• [Your goal] Search the data for the word "persisted" and copy each line that has it.

== Segment start ==

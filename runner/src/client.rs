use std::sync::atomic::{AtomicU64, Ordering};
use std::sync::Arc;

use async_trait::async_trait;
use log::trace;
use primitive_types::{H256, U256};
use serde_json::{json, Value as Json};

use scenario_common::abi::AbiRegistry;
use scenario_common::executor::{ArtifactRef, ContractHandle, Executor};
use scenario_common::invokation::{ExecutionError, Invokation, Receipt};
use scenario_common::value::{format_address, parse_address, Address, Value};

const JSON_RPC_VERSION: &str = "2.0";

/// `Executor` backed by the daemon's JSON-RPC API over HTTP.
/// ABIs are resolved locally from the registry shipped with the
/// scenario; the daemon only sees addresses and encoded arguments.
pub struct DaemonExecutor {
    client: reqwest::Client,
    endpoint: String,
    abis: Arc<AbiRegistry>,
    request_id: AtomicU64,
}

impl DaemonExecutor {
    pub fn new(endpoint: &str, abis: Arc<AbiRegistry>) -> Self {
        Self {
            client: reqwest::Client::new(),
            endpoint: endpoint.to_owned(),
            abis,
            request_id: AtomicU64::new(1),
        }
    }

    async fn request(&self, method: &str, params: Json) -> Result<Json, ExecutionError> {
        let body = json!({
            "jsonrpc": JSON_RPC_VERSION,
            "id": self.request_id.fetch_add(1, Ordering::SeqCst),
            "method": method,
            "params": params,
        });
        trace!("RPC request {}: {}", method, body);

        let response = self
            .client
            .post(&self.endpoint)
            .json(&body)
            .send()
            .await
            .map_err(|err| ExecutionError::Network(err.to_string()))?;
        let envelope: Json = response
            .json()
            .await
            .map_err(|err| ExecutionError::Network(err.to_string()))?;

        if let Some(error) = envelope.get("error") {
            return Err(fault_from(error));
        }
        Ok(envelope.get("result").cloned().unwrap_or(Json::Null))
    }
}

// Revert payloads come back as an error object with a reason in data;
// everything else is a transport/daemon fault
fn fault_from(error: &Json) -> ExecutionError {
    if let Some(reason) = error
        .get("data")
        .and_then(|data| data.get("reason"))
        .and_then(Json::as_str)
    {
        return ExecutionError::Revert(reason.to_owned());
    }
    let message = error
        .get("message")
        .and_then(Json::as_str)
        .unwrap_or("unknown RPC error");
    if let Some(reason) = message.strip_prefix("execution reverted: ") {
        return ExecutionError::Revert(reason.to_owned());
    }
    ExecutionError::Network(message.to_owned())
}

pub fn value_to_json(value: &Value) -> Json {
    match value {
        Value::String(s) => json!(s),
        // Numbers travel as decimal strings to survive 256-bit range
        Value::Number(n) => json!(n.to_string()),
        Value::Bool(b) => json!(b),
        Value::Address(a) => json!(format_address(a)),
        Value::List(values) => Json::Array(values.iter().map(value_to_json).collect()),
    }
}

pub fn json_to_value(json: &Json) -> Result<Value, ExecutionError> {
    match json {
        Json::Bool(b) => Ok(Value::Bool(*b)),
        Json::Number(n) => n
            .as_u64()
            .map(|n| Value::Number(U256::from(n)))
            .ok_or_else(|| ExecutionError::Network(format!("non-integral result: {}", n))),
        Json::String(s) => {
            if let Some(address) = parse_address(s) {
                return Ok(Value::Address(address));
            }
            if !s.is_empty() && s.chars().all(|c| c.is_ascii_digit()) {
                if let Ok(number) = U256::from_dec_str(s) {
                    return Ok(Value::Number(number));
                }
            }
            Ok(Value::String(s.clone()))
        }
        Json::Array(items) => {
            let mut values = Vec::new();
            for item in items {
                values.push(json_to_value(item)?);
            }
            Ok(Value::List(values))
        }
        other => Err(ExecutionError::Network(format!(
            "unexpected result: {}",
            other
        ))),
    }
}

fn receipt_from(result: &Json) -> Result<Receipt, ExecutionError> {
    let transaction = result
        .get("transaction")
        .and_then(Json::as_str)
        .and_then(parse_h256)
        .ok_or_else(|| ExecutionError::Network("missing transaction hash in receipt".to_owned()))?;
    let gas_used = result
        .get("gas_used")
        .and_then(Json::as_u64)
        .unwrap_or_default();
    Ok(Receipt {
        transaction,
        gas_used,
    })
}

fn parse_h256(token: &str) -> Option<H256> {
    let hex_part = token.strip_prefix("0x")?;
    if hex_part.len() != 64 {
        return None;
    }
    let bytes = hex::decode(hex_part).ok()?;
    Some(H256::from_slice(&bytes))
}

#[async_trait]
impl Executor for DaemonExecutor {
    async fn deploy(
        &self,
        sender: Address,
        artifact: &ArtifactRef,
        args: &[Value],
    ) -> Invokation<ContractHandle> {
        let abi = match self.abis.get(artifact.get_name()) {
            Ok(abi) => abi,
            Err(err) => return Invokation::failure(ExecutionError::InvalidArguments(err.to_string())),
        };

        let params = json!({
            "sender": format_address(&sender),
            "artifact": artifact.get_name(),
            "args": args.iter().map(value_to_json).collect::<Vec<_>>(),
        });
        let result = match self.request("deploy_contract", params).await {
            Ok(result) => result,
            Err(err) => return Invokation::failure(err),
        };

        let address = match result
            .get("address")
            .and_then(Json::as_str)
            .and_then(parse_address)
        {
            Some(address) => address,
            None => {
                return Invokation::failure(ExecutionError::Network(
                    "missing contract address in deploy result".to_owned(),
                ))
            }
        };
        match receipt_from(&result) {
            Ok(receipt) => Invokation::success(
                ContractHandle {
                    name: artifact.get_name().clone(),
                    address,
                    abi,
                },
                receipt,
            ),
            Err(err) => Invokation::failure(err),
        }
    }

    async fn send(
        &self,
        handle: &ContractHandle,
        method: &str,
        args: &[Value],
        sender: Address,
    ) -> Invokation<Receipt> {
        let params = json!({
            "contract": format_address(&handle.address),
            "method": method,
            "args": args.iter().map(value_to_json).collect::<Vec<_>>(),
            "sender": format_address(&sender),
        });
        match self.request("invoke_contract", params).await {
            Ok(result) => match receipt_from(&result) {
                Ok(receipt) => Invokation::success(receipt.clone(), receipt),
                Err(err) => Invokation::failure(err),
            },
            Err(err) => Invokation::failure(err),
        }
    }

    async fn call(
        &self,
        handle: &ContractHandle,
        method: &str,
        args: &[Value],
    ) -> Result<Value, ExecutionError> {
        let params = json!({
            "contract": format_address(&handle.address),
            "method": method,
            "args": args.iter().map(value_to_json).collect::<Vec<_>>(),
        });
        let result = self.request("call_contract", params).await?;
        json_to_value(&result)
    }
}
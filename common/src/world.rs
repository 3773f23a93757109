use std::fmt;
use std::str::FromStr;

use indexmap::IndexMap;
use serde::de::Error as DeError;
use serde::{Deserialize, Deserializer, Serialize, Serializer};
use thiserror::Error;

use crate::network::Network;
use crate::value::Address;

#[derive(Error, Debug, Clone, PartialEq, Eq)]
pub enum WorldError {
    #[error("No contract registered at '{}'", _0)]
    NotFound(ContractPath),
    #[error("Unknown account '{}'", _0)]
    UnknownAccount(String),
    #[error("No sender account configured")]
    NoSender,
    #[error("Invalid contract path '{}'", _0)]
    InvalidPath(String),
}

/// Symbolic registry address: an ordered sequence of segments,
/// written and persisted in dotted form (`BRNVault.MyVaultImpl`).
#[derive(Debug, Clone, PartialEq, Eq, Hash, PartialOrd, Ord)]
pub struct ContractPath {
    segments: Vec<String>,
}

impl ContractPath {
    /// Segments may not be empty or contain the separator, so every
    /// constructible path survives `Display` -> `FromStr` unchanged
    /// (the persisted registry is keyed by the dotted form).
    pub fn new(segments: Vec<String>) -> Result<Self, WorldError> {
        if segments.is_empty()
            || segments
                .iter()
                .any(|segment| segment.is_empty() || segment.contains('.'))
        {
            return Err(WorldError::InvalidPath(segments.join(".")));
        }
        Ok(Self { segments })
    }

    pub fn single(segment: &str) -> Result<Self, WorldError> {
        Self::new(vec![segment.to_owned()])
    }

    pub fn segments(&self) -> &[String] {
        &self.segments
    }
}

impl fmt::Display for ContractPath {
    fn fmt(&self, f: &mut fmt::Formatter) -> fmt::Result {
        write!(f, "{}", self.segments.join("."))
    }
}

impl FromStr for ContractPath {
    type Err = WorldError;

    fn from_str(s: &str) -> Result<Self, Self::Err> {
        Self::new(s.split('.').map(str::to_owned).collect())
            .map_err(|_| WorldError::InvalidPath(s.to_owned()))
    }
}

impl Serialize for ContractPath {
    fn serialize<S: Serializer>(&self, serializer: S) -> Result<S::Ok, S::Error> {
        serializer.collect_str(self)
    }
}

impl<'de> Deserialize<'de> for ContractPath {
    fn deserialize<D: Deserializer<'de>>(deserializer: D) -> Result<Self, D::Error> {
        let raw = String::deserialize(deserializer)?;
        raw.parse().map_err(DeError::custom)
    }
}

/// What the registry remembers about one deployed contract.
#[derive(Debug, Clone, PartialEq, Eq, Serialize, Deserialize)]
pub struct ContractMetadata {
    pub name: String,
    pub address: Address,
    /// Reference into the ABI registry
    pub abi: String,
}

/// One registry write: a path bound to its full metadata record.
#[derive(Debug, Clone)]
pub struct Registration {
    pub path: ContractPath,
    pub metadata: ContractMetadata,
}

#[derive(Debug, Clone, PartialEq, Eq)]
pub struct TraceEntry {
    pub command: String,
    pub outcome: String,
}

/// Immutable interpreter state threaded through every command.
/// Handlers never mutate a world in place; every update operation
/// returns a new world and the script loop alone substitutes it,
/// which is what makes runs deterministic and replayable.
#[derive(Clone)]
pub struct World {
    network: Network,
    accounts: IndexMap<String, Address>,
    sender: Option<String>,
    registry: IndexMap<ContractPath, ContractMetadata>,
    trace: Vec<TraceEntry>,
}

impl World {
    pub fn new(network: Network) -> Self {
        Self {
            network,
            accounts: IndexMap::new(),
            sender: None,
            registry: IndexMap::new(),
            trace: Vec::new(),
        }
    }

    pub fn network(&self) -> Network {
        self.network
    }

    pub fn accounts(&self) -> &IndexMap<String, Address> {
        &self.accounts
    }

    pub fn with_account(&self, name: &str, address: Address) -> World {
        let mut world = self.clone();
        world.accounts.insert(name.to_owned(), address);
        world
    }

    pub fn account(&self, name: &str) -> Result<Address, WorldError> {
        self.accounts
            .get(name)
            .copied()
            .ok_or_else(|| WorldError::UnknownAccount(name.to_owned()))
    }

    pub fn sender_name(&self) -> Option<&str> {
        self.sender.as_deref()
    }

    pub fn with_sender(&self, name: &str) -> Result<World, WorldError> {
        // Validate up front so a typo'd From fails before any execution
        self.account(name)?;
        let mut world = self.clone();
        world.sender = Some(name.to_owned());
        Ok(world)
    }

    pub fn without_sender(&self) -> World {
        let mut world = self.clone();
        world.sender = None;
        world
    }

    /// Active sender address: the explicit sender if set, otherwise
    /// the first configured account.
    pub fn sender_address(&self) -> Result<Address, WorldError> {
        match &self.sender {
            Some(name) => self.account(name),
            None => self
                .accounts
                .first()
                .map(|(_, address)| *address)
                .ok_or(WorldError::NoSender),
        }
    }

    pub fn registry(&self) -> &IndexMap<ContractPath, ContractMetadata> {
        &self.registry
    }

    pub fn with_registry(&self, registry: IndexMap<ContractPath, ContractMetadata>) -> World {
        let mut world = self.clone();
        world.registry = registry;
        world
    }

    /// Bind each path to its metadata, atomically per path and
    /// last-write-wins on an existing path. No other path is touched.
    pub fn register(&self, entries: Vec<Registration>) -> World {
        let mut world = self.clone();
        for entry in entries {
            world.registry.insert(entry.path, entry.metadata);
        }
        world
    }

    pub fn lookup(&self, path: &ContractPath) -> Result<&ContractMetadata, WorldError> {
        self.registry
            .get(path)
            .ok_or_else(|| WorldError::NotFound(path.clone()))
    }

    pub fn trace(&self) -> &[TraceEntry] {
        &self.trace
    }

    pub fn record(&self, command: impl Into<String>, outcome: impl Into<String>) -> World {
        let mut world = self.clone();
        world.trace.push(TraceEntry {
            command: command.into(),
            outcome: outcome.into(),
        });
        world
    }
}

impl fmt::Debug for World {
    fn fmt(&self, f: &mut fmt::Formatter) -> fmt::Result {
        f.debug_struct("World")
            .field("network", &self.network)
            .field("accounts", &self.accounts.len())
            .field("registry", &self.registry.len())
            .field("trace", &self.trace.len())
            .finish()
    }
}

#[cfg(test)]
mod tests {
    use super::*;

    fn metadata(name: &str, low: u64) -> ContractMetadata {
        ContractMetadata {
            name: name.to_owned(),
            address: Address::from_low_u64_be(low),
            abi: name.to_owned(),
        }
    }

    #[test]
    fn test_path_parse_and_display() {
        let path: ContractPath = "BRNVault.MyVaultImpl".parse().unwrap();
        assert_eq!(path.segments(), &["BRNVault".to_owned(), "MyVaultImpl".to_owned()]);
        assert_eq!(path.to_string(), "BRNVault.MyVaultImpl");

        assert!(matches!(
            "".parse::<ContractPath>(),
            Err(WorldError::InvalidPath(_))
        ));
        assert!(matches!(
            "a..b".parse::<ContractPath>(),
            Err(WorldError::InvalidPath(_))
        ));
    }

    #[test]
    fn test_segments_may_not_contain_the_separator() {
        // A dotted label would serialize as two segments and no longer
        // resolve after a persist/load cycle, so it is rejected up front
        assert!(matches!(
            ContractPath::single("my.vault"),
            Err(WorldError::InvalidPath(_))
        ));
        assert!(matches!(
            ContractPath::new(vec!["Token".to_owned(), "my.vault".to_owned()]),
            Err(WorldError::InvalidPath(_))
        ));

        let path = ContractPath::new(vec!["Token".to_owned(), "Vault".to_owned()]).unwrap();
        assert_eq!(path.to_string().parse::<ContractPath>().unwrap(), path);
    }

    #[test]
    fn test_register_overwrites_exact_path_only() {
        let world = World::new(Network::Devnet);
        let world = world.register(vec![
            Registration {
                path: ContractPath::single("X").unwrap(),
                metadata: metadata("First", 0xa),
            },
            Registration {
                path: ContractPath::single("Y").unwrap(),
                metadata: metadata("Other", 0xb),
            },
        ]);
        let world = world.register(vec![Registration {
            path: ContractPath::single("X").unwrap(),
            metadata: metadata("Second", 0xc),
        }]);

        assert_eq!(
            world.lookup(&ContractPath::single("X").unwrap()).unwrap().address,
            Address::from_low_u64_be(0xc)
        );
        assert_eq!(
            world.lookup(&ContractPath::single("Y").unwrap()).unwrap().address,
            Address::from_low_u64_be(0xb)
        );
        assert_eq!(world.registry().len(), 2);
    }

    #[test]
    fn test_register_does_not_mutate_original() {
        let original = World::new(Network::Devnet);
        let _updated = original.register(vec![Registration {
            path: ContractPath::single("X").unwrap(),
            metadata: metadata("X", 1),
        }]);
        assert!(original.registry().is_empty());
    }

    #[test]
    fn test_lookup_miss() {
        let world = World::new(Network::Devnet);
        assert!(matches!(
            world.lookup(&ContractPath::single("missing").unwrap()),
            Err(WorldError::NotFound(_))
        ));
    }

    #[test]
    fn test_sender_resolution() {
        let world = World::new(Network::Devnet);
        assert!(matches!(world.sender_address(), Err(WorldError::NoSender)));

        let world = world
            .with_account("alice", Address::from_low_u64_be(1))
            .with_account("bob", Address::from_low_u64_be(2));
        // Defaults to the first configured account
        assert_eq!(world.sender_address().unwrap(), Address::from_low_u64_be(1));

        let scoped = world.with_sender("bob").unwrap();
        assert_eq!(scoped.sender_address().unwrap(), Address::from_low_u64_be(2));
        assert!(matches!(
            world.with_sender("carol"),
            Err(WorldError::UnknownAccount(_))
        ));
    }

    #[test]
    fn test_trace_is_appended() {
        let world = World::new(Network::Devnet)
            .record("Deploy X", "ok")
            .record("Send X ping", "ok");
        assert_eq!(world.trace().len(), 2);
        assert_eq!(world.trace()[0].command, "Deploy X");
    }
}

== Segment end ==

• [Task solution]
/// written and persisted in dotted form (`BRNVault.MyVaultImpl`).
    /// (the persisted registry is keyed by the dotted form).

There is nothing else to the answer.